Permohonan disampaikan secara tertulis dalam bahasa Indonesia dan tembusannya disampaikan kepada Notaris yang bersangkutan. Permohonan harus memuat paling sedikit:[8]
nama Notaris;
alamat kantor Notaris;
nomor akta dan/atau surat yang dilekatkan pada minuta akta atau protokol Notaris dalam penyimpanan Notaris; dan
pokok perkara yang disangkakan.

Ketua Majelis Kehormatan Notaris Wilayah wajib memberikan jawaban berupa persetujuan atau penolakan terhadap permohonan dalam jangka waktu paling lama 30 hari kerja terhitung sejak tanggal diterimanya permohonan. Apabila jangka waktu tersebut terlampaui, dianggap Majelis Kehormatan Notaris Wilayah menerima permintaan persetujuan.[9]

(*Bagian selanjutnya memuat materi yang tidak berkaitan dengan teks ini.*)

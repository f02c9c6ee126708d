//! Read-only access to the per-cell rooftop tile store.
//!
//! A tile store is a directory where each S2 cell maps to one
//! `{cellId}.geojson` file holding a `FeatureCollection` of rooftop
//! footprint polygons plus arbitrary attribute columns, in `WGS84`.
//! The store is an external precondition; this module only reads it.

use std::path::{Path, PathBuf};

use geo::MultiPolygon;
use geojson::GeoJson;
use rooftop_survey_boundaries::Attributes;
use rooftop_survey_cells::CellId;

use crate::MatchError;

/// File extension of tile files.
pub const TILE_EXTENSION: &str = "geojson";

/// A rooftop footprint as stored in a tile file.
#[derive(Debug, Clone)]
pub struct Rooftop {
    /// Footprint polygon, `WGS84`.
    pub geometry: MultiPolygon<f64>,
    /// Attribute columns carried through the join unchanged.
    pub attributes: Attributes,
}

/// Read-only handle to a directory of per-cell rooftop files.
#[derive(Debug, Clone)]
pub struct TileStore {
    dir: PathBuf,
}

impl TileStore {
    pub fn new(dir: impl Into<PathBuf>) -> Self {
        Self { dir: dir.into() }
    }

    #[must_use]
    pub fn dir(&self) -> &Path {
        &self.dir
    }

    /// Path of the tile file for a cell, whether or not it exists.
    #[must_use]
    pub fn path_for(&self, cell: CellId) -> PathBuf {
        self.dir.join(format!("{cell}.{TILE_EXTENSION}"))
    }

    /// Whether the tile file for a cell is present.
    #[must_use]
    pub fn has_tile(&self, cell: CellId) -> bool {
        self.path_for(cell).is_file()
    }

    /// Loads the rooftops stored for a cell.
    ///
    /// Non-polygon features are skipped with a warning, matching the
    /// tolerance of the boundary loader.
    ///
    /// # Errors
    ///
    /// Returns [`MatchError::MissingTileFile`] if the tile file is
    /// absent, [`MatchError::TileIo`] / [`MatchError::TileParse`] on
    /// read or parse failures.
    pub fn load(&self, cell: CellId) -> Result<Vec<Rooftop>, MatchError> {
        let path = self.path_for(cell);
        let raw = std::fs::read_to_string(&path).map_err(|source| {
            if source.kind() == std::io::ErrorKind::NotFound {
                MatchError::MissingTileFile { cell, path: path.clone() }
            } else {
                MatchError::TileIo { path: path.clone(), source }
            }
        })?;

        let geojson: GeoJson = raw.parse().map_err(|source| MatchError::TileParse {
            path: path.clone(),
            source,
        })?;
        let GeoJson::FeatureCollection(collection) = geojson else {
            return Err(MatchError::TileFormat {
                path,
                message: "expected a GeoJSON FeatureCollection".to_string(),
            });
        };

        let mut rooftops = Vec::with_capacity(collection.features.len());
        for feature in collection.features {
            let Some(geometry) = feature.geometry else {
                log::warn!("Skipping rooftop feature without geometry in {}", path.display());
                continue;
            };
            let geo_geom: geo::Geometry<f64> =
                geometry.try_into().map_err(|source| MatchError::TileParse {
                    path: path.clone(),
                    source,
                })?;
            let geometry = match geo_geom {
                geo::Geometry::MultiPolygon(mp) => mp,
                geo::Geometry::Polygon(p) => MultiPolygon(vec![p]),
                other => {
                    log::warn!(
                        "Skipping non-polygon rooftop feature in {}: {other:?}",
                        path.display()
                    );
                    continue;
                }
            };
            rooftops.push(Rooftop {
                geometry,
                attributes: feature.properties.unwrap_or_default(),
            });
        }

        Ok(rooftops)
    }
}

#[cfg(test)]
mod tests {
    use rooftop_survey_cells::Level;

    use super::*;

    fn test_cell() -> CellId {
        CellId::from_lng_lat(77.59, 12.97, Level::new(8).unwrap())
    }

    #[test]
    fn missing_tile_file_is_typed() {
        let store = TileStore::new(std::env::temp_dir().join("rooftop_tile_store_missing"));
        let err = store.load(test_cell()).unwrap_err();
        assert!(matches!(err, MatchError::MissingTileFile { cell, .. } if cell == test_cell()));
    }

    #[test]
    fn loads_polygon_features_and_skips_points() {
        let tmp = std::env::temp_dir().join("rooftop_tile_store_load");
        let _ = std::fs::remove_dir_all(&tmp);
        std::fs::create_dir_all(&tmp).unwrap();

        let store = TileStore::new(&tmp);
        let cell = test_cell();
        std::fs::write(
            store.path_for(cell),
            r#"{
                "type": "FeatureCollection",
                "features": [
                    {
                        "type": "Feature",
                        "properties": {"rooftop_id": 7},
                        "geometry": {
                            "type": "Polygon",
                            "coordinates": [[[77.59,12.97],[77.591,12.97],[77.591,12.971],[77.59,12.971],[77.59,12.97]]]
                        }
                    },
                    {
                        "type": "Feature",
                        "properties": {},
                        "geometry": {"type": "Point", "coordinates": [77.59, 12.97]}
                    }
                ]
            }"#,
        )
        .unwrap();

        let rooftops = store.load(cell).unwrap();
        assert_eq!(rooftops.len(), 1);
        assert_eq!(
            rooftops[0].attributes["rooftop_id"],
            serde_json::Value::from(7)
        );

        let _ = std::fs::remove_dir_all(&tmp);
    }

    #[test]
    fn tile_path_uses_decimal_cell_id() {
        let store = TileStore::new("/tiles");
        let cell = test_cell();
        assert_eq!(
            store.path_for(cell),
            PathBuf::from(format!("/tiles/{}.geojson", cell.get()))
        );
    }
}
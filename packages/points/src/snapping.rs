//! Snapping points to the nearest road via the Google Roads API.
//!
//! The `nearestRoads` endpoint accepts at most 100 points per request,
//! so larger inputs are split into batches executed with bounded
//! concurrency. A failed batch degrades to `None` results for its
//! points rather than failing the whole snap; retry policy is the
//! caller's concern.

use std::collections::BTreeMap;

use futures::StreamExt;
use geo::Point;

use crate::RoadsError;

/// Roads API request limit.
pub const MAX_POINTS_PER_REQUEST: usize = 100;

/// Default number of in-flight batch requests.
pub const DEFAULT_MAX_CONCURRENT: usize = 12;

const NEAREST_ROADS_URL: &str = "https://roads.googleapis.com/v1/nearestRoads";

fn resolve_api_key(api_key: Option<&str>) -> Result<String, RoadsError> {
    api_key.map_or_else(
        || std::env::var("GOOGLE_MAPS_API_KEY").map_err(|_| RoadsError::MissingApiKey),
        |key| Ok(key.to_string()),
    )
}

/// Snaps one batch of at most [`MAX_POINTS_PER_REQUEST`] points.
///
/// Returns one entry per input point in input order; points the API did
/// not match come back as `None`.
///
/// # Errors
///
/// Returns [`RoadsError::BatchTooLarge`] for oversized batches and
/// [`RoadsError::Http`] on request failures.
pub async fn snap_batch(
    client: &reqwest::Client,
    points: &[Point<f64>],
    api_key: &str,
) -> Result<Vec<Option<Point<f64>>>, RoadsError> {
    if points.len() > MAX_POINTS_PER_REQUEST {
        return Err(RoadsError::BatchTooLarge { len: points.len() });
    }

    // Format: points=lat1,lng1|lat2,lng2|...
    let points_param = points
        .iter()
        .map(|p| format!("{},{}", p.y(), p.x()))
        .collect::<Vec<_>>()
        .join("|");
    let url = format!("{NEAREST_ROADS_URL}?points={points_param}&key={api_key}");

    let json: serde_json::Value = client.get(&url).send().await?.json().await?;
    Ok(decode_snapped(&json, points.len()))
}

/// Decodes a `nearestRoads` response body into per-point results.
///
/// Entries are keyed by `originalIndex`; the first entry per index wins
/// (the API can return several road candidates for one input point).
fn decode_snapped(json: &serde_json::Value, len: usize) -> Vec<Option<Point<f64>>> {
    let Some(entries) = json.get("snappedPoints").and_then(serde_json::Value::as_array) else {
        return vec![None; len];
    };

    let mut by_index: BTreeMap<usize, Point<f64>> = BTreeMap::new();
    for entry in entries {
        let Some(index) = entry
            .get("originalIndex")
            .and_then(serde_json::Value::as_u64)
            .and_then(|i| usize::try_from(i).ok())
        else {
            continue;
        };
        if index >= len || by_index.contains_key(&index) {
            continue;
        }
        let (Some(lng), Some(lat)) = (
            entry
                .pointer("/location/longitude")
                .and_then(serde_json::Value::as_f64),
            entry
                .pointer("/location/latitude")
                .and_then(serde_json::Value::as_f64),
        ) else {
            continue;
        };
        by_index.insert(index, Point::new(lng, lat));
    }

    (0..len).map(|i| by_index.get(&i).copied()).collect()
}

/// Snaps an arbitrary number of points, batching requests and keeping
/// at most `max_concurrent` in flight.
///
/// Results are returned in input order. A batch that fails is logged
/// and contributes `None` for each of its points.
///
/// # Errors
///
/// Returns [`RoadsError::MissingApiKey`] if no key is available.
pub async fn snap_points(
    points: &[Point<f64>],
    api_key: Option<&str>,
    max_concurrent: usize,
) -> Result<Vec<Option<Point<f64>>>, RoadsError> {
    let api_key = resolve_api_key(api_key)?;
    let client = reqwest::Client::new();

    let batches: Vec<Vec<Option<Point<f64>>>> =
        futures::stream::iter(points.chunks(MAX_POINTS_PER_REQUEST).enumerate())
            .map(|(batch, chunk)| {
                let client = client.clone();
                let api_key = api_key.clone();
                async move {
                    match snap_batch(&client, chunk, &api_key).await {
                        Ok(snapped) => snapped,
                        Err(err) => {
                            log::error!("Failed to snap batch {batch}: {err}");
                            vec![None; chunk.len()]
                        }
                    }
                }
            })
            .buffered(max_concurrent.max(1))
            .collect()
            .await;

    Ok(batches.into_iter().flatten().collect())
}
#![cfg_attr(feature = "fail-on-warnings", deny(warnings))]
#![warn(clippy::all, clippy::pedantic, clippy::nursery, clippy::cargo)]
#![allow(clippy::multiple_crate_versions)]

//! Point utilities for field work on sampled rooftops.
//!
//! Once rooftops are sampled, surveyors need something they can
//! navigate to: [`links`] turns points into Google Maps URLs and
//! [`snapping`] moves points onto the nearest road via the Google Roads
//! API in bounded-concurrency batches. Neither module is used by the
//! coverage/matching core; they consume its output.

pub mod links;
pub mod snapping;

use thiserror::Error;

/// Errors that can occur while snapping points to roads.
#[derive(Debug, Error)]
pub enum RoadsError {
    /// No API key was provided and `GOOGLE_MAPS_API_KEY` is unset.
    #[error("API key must be provided or set via GOOGLE_MAPS_API_KEY")]
    MissingApiKey,

    /// A single batch exceeded the Roads API request limit.
    #[error("Roads API supports a maximum of 100 points per request, got {len}")]
    BatchTooLarge {
        /// Number of points in the rejected batch.
        len: usize,
    },

    /// HTTP request failed.
    #[error("HTTP error: {0}")]
    Http(#[from] reqwest::Error),
}
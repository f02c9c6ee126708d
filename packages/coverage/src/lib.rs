#![cfg_attr(feature = "fail-on-warnings", deny(warnings))]
#![warn(clippy::all, clippy::pedantic, clippy::nursery, clippy::cargo)]
#![allow(clippy::multiple_crate_versions)]

//! Iterative S2 cell coverage solver.
//!
//! Computes the set of S2 cells, at a fixed level, whose union fully
//! contains every boundary in a [`BoundarySet`]. A single
//! point-to-cell lookup per area is not enough: an area that straddles
//! a cell border leaves "spillover" outside that point's cell. The
//! solver therefore runs a fixed point over the leftover regions (map
//! an interior point of each leftover to its cell, subtract the new
//! cell polygons, repeat on whatever remains) until no above-tolerance
//! leftover area is left. Used to decide which per-cell rooftop tile
//! files a set of survey areas needs.

pub mod progress;

use std::collections::BTreeSet;
use std::sync::Arc;

use geo::{Area, BooleanOps, InteriorPoint, MultiPolygon, Point};
use rooftop_survey_boundaries::{BoundaryError, BoundarySet};
use rooftop_survey_cells::{CellId, Level};
use thiserror::Error;

pub use crate::progress::{CoverageProgress, NullCoverageProgress, null_progress};

/// Leftover regions with less area than this (in square degrees) are
/// treated as floating-point residue and discarded.
pub const AREA_TOLERANCE: f64 = 1e-12;

/// Default bound on coverage rounds before giving up.
pub const DEFAULT_MAX_ROUNDS: usize = 64;

/// Errors that can occur during coverage computation.
#[derive(Debug, Error)]
pub enum CoverageError {
    /// Input boundaries failed the WGS84 precondition.
    #[error("CRS error: {0}")]
    Crs(#[from] BoundaryError),

    /// The covering loop exceeded its round bound. Each round shrinks
    /// the leftover, but degenerate geometry or floating-point residue
    /// could stall progress; the bound turns that into a typed failure.
    #[error("coverage did not converge after {rounds} round(s), {leftover_count} leftover region(s) remain")]
    DidNotConverge {
        /// Rounds executed before giving up.
        rounds: usize,
        /// Leftover regions still uncovered.
        leftover_count: usize,
    },
}

/// Options for [`covering_cells`].
#[derive(Debug, Clone)]
pub struct CoverageOptions {
    /// S2 level of the cells in the covering. Must match the level the
    /// tiled dataset was produced at, or lookups silently miss data.
    pub level: Level,
    /// Maximum coverage rounds before [`CoverageError::DidNotConverge`].
    pub max_rounds: usize,
    /// Drop cell IDs already accumulated in earlier rounds. Defaults to
    /// `false`, which reproduces the reference accumulation where the
    /// same cell can appear twice; the union is idempotent either way.
    pub dedupe_cells: bool,
}

impl CoverageOptions {
    #[must_use]
    pub const fn new(level: Level) -> Self {
        Self {
            level,
            max_rounds: DEFAULT_MAX_ROUNDS,
            dedupe_cells: false,
        }
    }
}

/// Unique cell IDs containing the given `WGS84` points, in first-seen
/// order. Multiple points may fall in the same cell.
#[must_use]
pub fn cells_containing_points(points: &[Point<f64>], level: Level) -> Vec<CellId> {
    let mut seen = BTreeSet::new();
    let mut cells = Vec::new();
    for point in points {
        let cell = CellId::from_lng_lat(point.x(), point.y(), level);
        if seen.insert(cell) {
            cells.push(cell);
        }
    }
    cells
}

/// Computes the cell IDs whose union fully covers every area in `areas`.
///
/// Round 1 maps an interior point of each area to its containing cell;
/// each later round does the same for the still-uncovered leftover
/// regions and subtracts the new cell polygons from them. Seeding from
/// interior points (not centroids) guarantees the chosen cell overlaps
/// its region, so every round strictly shrinks the leftover; a centroid
/// can fall in a hole or outside a concave region entirely and stall
/// the loop. Disconnected leftovers are tracked piecewise so every
/// piece gets its own seed point in the next round. The accumulated ID
/// list is returned in discovery order and,
/// unless [`CoverageOptions::dedupe_cells`] is set, may repeat a cell
/// that two different rounds landed in.
///
/// # Errors
///
/// Returns [`CoverageError::Crs`] if `areas` is not tagged WGS84, before
/// any geometry computation, and [`CoverageError::DidNotConverge`] if
/// the loop exceeds `options.max_rounds`.
pub fn covering_cells(
    areas: &BoundarySet,
    options: &CoverageOptions,
    progress: &Arc<dyn CoverageProgress>,
) -> Result<Vec<CellId>, CoverageError> {
    areas.ensure_wgs84()?;
    if areas.is_empty() {
        return Ok(Vec::new());
    }

    let working: Vec<MultiPolygon<f64>> =
        areas.iter().map(|boundary| boundary.geometry.clone()).collect();
    let seeds = region_seed_points(&working);
    let mut cells = cells_containing_points(&seeds, options.level);
    let mut leftovers = subtract_cells(working, &cells);
    progress.round(1, leftovers.len(), cells.len());
    log::debug!(
        "Coverage round 1: {} cell(s), {} leftover region(s)",
        cells.len(),
        leftovers.len()
    );

    let mut round = 1_usize;
    while !leftovers.is_empty() {
        round += 1;
        if round > options.max_rounds {
            return Err(CoverageError::DidNotConverge {
                rounds: options.max_rounds,
                leftover_count: leftovers.len(),
            });
        }

        let seeds = region_seed_points(&leftovers);
        let new_cells = cells_containing_points(&seeds, options.level);
        let added = append_cells(&mut cells, &new_cells, options.dedupe_cells);
        leftovers = subtract_cells(leftovers, &new_cells);
        progress.round(round, leftovers.len(), added);
        log::debug!(
            "Coverage round {round}: {added} cell(s) added, {} leftover region(s)",
            leftovers.len()
        );
    }

    log::info!("Coverage converged after {round} round(s) with {} cell(s)", cells.len());
    Ok(cells)
}

/// A point strictly inside each region. Unlike a centroid, an interior
/// point of a region with a hole, or a concave one, still lies within
/// the region itself.
fn region_seed_points(regions: &[MultiPolygon<f64>]) -> Vec<Point<f64>> {
    regions.iter().filter_map(InteriorPoint::interior_point).collect()
}

/// Subtracts the union of `cells` from every region, returning the
/// connected leftover pieces above [`AREA_TOLERANCE`].
fn subtract_cells(regions: Vec<MultiPolygon<f64>>, cells: &[CellId]) -> Vec<MultiPolygon<f64>> {
    let cover = cell_union(cells);
    let mut leftovers = Vec::new();
    for region in &regions {
        let difference = region.difference(&cover);
        for piece in difference.0 {
            let piece = MultiPolygon(vec![piece]);
            if piece.unsigned_area() > AREA_TOLERANCE {
                leftovers.push(piece);
            }
        }
    }
    leftovers
}

fn cell_union(cells: &[CellId]) -> MultiPolygon<f64> {
    cells.iter().fold(MultiPolygon::new(Vec::new()), |acc, cell| {
        acc.union(&MultiPolygon(vec![cell.polygon()]))
    })
}

fn append_cells(cells: &mut Vec<CellId>, new_cells: &[CellId], dedupe: bool) -> usize {
    let mut added = 0;
    for &cell in new_cells {
        if dedupe && cells.contains(&cell) {
            continue;
        }
        cells.push(cell);
        added += 1;
    }
    added
}

#[cfg(test)]
mod tests {
    use std::sync::Mutex;

    use geo::{Centroid, LineString, Polygon};
    use rooftop_survey_boundaries::{Attributes, Boundary, Crs};

    use super::*;

    fn square(lng: f64, lat: f64, half: f64) -> MultiPolygon<f64> {
        MultiPolygon(vec![Polygon::new(
            LineString::from(vec![
                (lng - half, lat - half),
                (lng + half, lat - half),
                (lng + half, lat + half),
                (lng - half, lat + half),
                (lng - half, lat - half),
            ]),
            vec![],
        )])
    }

    fn area_set(geometries: Vec<MultiPolygon<f64>>) -> BoundarySet {
        BoundarySet::wgs84(
            geometries
                .into_iter()
                .map(|geometry| Boundary::new(geometry, Attributes::new()))
                .collect(),
        )
    }

    struct RecordingProgress(Mutex<Vec<(usize, usize, usize)>>);

    impl CoverageProgress for RecordingProgress {
        fn round(&self, round: usize, leftover_count: usize, cells_added: usize) {
            self.0.lock().unwrap().push((round, leftover_count, cells_added));
        }
    }

    #[test]
    fn covers_area_spanning_multiple_cells() {
        // A 1-degree square is far larger than a level-8 cell, so round 1
        // cannot cover it and the solver must iterate on the spillover.
        let area = square(77.59, 12.97, 0.5);
        let areas = area_set(vec![area.clone()]);
        let options = CoverageOptions::new(Level::new(8).unwrap());

        let cells = covering_cells(&areas, &options, &null_progress()).unwrap();
        assert!(cells.len() > 1);

        let cover = cell_union(&cells);
        let uncovered = area.difference(&cover).unsigned_area();
        assert!(uncovered < 1e-9, "uncovered area: {uncovered}");
    }

    #[test]
    fn does_not_terminate_with_leftover_area() {
        let areas = area_set(vec![square(77.59, 12.97, 0.5)]);
        let options = CoverageOptions::new(Level::new(8).unwrap());
        let recording = Arc::new(RecordingProgress(Mutex::new(Vec::new())));
        let progress: Arc<dyn CoverageProgress> = recording.clone();

        covering_cells(&areas, &options, &progress).unwrap();

        // Rounds are sequential from 1 and the final round reports no
        // leftover regions.
        let rounds = recording.0.lock().unwrap();
        assert!(rounds.len() > 1);
        for (i, (round, _, _)) in rounds.iter().enumerate() {
            assert_eq!(*round, i + 1);
        }
        assert_eq!(rounds.last().unwrap().1, 0);
    }

    #[test]
    fn covers_region_whose_centroid_lies_in_a_hole() {
        // A donut: 1-degree square with a central hole. Its centroid is
        // in the hole, outside the region, so seeding must use interior
        // points or the loop would re-pick the same cell forever.
        let ring = |half: f64| {
            LineString::from(vec![
                (77.59 - half, 12.97 - half),
                (77.59 + half, 12.97 - half),
                (77.59 + half, 12.97 + half),
                (77.59 - half, 12.97 + half),
                (77.59 - half, 12.97 - half),
            ])
        };
        let donut = MultiPolygon(vec![Polygon::new(ring(0.5), vec![ring(0.1)])]);
        let areas = area_set(vec![donut.clone()]);
        let options = CoverageOptions::new(Level::new(8).unwrap());

        let cells = covering_cells(&areas, &options, &null_progress()).unwrap();
        let uncovered = donut.difference(&cell_union(&cells)).unsigned_area();
        assert!(uncovered < 1e-9, "uncovered area: {uncovered}");
    }

    #[test]
    fn single_cell_area_converges_in_one_round() {
        // A tiny square at a cell's center fits inside that cell.
        let level = Level::new(8).unwrap();
        let seed = CellId::from_lng_lat(77.59, 12.97, level);
        let center = seed.polygon().centroid().unwrap();
        let areas = area_set(vec![square(center.x(), center.y(), 0.001)]);
        let options = CoverageOptions::new(level);

        let cells = covering_cells(&areas, &options, &null_progress()).unwrap();
        assert_eq!(cells, vec![seed]);
    }

    #[test]
    fn deduplicates_cells_containing_points() {
        let level = Level::new(8).unwrap();
        let points = vec![
            Point::new(77.59, 12.97),
            Point::new(77.591, 12.971),
            Point::new(79.0, 14.0),
        ];
        let cells = cells_containing_points(&points, level);
        assert_eq!(cells.len(), 2);
        assert_eq!(cells[0], CellId::from_lng_lat(77.59, 12.97, level));
    }

    #[test]
    fn round_bound_surfaces_as_did_not_converge() {
        let areas = area_set(vec![square(77.59, 12.97, 0.5)]);
        let mut options = CoverageOptions::new(Level::new(8).unwrap());
        options.max_rounds = 1;

        let err = covering_cells(&areas, &options, &null_progress()).unwrap_err();
        assert!(matches!(err, CoverageError::DidNotConverge { rounds: 1, .. }));
    }

    #[test]
    fn rejects_untagged_crs_before_any_geometry() {
        let areas = BoundarySet::new(
            None,
            vec![Boundary::new(square(77.59, 12.97, 0.5), Attributes::new())],
        );
        let options = CoverageOptions::new(Level::new(8).unwrap());

        let err = covering_cells(&areas, &options, &null_progress()).unwrap_err();
        assert!(matches!(err, CoverageError::Crs(BoundaryError::InvalidCrs { .. })));
    }

    #[test]
    fn rejects_projected_crs() {
        let areas = BoundarySet::new(
            Some(Crs::Other("EPSG:3857".to_string())),
            vec![Boundary::new(square(77.59, 12.97, 0.5), Attributes::new())],
        );
        let options = CoverageOptions::new(Level::new(8).unwrap());

        assert!(covering_cells(&areas, &options, &null_progress()).is_err());
    }

    #[test]
    fn empty_area_set_yields_empty_covering() {
        let areas = area_set(Vec::new());
        let options = CoverageOptions::new(Level::new(8).unwrap());

        let cells = covering_cells(&areas, &options, &null_progress()).unwrap();
        assert!(cells.is_empty());
    }
}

Dalam hal majelis pemeriksa memberikan persetujuan atas permohonan penyidik, penuntut umum, atau hakim, Notaris wajib:[10]
memberikan fotokopi minuta akta dan/atau surat-surat yang diperlukan kepada penyidik, penuntut umum, atau hakim; dan
menyerahkan fotokopi minuta akta dan/atau surat-surat sebagaimana dimaksud dalam huruf a dengan dibuatkan berita acara penyerahan yang ditandatangani oleh Notaris dan penyidik, penuntut umum, atau hakim dengan disaksikan oleh 2 (dua) orang saksi.